__Your instructions__:
Your task is to transcribe the entries below exactly, from their first line down to the line containing "use std::time::Duration;", and to stop there.

Top of Source data

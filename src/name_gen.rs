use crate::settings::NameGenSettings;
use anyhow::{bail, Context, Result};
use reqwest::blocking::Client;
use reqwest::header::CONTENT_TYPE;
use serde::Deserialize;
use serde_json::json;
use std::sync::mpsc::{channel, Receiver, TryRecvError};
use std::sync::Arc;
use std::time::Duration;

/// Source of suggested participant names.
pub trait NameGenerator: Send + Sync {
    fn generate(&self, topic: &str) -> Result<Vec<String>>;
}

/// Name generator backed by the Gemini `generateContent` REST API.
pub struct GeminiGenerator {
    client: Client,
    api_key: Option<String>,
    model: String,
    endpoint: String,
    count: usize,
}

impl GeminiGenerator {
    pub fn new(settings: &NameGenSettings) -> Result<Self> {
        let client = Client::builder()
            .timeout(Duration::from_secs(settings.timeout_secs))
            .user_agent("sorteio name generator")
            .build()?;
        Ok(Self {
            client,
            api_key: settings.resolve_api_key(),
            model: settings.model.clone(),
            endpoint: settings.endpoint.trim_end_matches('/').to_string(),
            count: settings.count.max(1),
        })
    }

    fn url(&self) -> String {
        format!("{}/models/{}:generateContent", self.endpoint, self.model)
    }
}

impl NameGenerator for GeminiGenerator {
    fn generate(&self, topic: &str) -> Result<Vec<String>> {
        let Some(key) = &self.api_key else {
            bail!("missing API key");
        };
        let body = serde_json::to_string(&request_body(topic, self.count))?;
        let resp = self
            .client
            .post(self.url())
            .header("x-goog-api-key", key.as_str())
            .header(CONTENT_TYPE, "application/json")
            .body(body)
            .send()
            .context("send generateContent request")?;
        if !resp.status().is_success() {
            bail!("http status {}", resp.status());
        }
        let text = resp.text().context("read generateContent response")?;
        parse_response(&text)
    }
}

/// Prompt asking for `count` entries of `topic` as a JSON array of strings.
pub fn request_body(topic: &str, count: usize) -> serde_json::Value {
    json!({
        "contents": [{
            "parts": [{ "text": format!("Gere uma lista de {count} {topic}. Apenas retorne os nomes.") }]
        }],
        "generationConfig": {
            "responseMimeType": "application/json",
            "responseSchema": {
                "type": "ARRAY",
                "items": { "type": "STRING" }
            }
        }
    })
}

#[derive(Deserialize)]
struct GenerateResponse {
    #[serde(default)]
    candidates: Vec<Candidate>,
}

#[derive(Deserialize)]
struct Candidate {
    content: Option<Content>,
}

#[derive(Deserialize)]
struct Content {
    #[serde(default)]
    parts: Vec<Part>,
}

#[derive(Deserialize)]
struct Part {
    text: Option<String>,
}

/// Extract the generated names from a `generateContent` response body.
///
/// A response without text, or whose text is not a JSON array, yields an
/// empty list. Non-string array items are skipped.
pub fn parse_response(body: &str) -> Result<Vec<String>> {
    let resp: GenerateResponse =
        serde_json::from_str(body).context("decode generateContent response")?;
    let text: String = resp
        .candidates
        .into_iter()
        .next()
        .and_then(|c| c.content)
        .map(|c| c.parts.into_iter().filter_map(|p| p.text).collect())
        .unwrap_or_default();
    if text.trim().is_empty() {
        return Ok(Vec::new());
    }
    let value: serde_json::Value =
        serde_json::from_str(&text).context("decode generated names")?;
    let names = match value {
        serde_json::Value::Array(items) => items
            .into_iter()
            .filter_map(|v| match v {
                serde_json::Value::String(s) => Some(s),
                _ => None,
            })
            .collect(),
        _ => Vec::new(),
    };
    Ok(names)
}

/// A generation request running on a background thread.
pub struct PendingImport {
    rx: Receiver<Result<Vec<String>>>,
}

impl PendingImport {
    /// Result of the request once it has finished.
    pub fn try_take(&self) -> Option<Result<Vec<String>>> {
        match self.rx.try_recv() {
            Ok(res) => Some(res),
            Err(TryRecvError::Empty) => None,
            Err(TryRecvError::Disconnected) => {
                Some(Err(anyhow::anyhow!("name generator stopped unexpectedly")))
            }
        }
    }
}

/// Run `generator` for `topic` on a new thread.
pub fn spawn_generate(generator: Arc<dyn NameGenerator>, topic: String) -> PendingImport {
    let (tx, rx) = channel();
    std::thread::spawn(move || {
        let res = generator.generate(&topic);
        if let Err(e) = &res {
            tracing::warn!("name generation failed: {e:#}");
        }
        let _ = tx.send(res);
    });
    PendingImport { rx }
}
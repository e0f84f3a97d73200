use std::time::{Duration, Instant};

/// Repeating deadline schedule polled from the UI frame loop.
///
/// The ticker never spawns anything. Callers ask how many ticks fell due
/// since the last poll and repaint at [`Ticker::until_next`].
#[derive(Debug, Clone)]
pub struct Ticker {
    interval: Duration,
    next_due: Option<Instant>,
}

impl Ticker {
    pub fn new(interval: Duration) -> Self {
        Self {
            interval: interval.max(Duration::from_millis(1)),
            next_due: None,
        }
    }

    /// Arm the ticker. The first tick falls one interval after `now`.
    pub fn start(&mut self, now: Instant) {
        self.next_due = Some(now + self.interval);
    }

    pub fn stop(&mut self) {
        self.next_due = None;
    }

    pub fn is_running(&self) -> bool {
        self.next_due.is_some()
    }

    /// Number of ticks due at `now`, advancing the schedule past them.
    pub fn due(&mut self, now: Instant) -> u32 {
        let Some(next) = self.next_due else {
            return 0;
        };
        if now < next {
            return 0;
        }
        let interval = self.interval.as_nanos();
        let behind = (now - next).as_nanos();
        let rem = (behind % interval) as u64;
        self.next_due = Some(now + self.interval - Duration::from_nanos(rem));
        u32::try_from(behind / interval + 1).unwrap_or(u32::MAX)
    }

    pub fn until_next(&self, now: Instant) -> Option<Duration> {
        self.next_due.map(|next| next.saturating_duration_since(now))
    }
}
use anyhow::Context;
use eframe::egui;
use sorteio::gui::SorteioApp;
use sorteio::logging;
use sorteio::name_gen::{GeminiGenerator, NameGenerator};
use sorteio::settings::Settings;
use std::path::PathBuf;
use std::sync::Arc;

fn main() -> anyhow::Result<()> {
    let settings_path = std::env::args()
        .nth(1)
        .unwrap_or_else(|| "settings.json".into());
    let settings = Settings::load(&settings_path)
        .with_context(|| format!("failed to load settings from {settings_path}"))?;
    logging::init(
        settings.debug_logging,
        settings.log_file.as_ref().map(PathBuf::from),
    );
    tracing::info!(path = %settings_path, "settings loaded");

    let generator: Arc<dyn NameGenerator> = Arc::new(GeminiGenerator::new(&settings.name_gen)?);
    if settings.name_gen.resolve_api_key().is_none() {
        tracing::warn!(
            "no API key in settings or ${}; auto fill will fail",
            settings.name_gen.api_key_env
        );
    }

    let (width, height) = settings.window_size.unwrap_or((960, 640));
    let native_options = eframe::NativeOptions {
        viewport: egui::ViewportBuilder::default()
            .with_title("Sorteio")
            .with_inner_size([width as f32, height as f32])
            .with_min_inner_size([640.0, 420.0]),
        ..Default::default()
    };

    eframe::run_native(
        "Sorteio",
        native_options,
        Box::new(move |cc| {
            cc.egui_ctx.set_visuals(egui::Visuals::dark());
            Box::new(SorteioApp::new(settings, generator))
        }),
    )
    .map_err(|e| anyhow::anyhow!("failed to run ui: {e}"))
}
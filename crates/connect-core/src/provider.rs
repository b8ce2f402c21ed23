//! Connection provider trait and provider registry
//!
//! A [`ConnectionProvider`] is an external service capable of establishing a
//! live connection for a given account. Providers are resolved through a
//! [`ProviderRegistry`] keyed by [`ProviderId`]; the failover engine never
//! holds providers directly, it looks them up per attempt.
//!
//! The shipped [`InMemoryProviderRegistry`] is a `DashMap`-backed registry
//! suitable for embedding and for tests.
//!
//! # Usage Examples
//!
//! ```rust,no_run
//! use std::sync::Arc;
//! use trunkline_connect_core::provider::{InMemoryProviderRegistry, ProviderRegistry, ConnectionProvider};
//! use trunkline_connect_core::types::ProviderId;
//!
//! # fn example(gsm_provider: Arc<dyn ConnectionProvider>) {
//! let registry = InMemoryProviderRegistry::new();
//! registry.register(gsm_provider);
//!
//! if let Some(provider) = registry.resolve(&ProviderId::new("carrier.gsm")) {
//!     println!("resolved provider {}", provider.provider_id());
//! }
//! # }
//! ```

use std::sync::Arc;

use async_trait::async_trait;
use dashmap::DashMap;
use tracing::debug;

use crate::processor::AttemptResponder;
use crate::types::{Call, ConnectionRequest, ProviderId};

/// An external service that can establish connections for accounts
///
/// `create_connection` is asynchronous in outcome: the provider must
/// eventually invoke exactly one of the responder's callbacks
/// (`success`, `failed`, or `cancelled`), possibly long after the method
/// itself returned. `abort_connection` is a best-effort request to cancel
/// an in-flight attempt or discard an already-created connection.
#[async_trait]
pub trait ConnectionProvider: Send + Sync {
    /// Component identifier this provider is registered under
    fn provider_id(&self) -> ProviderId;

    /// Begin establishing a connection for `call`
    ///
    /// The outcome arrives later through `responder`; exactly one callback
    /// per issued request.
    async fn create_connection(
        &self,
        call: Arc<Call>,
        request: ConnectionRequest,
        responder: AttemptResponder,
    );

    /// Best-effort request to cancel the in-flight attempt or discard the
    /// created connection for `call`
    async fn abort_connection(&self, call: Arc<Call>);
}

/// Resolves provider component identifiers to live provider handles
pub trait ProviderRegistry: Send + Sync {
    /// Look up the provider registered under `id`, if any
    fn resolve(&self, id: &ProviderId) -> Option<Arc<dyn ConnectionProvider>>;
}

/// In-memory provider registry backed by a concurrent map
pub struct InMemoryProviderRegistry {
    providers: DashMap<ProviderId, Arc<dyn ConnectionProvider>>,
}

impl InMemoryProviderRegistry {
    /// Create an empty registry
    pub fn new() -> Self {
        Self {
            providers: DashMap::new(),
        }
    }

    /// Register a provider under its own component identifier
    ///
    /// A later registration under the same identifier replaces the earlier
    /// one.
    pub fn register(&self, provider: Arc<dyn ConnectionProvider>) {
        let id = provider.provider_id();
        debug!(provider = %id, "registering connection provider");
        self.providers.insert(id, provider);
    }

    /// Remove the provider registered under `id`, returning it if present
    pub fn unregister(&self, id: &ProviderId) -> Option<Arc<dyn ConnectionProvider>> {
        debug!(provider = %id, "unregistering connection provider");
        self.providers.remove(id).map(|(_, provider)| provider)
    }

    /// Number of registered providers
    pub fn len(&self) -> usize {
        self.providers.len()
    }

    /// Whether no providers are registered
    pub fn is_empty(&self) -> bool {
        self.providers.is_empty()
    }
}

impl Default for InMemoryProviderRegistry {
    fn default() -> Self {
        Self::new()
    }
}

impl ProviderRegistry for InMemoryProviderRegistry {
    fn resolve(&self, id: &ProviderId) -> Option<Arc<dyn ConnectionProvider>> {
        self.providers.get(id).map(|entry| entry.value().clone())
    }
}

Bottom of Source data

__Answer to the exercise__:
filename src/name_gen.rs
use crate::settings::NameGenSettings;
use anyhow::{bail, Context, Result};
use reqwest::blocking::Client;
use reqwest::header::CONTENT_TYPE;
use serde::Deserialize;
use serde_json::json;
use std::sync::mpsc::{channel, Receiver, TryRecvError};
use std::sync::Arc;
use std::time::Duration;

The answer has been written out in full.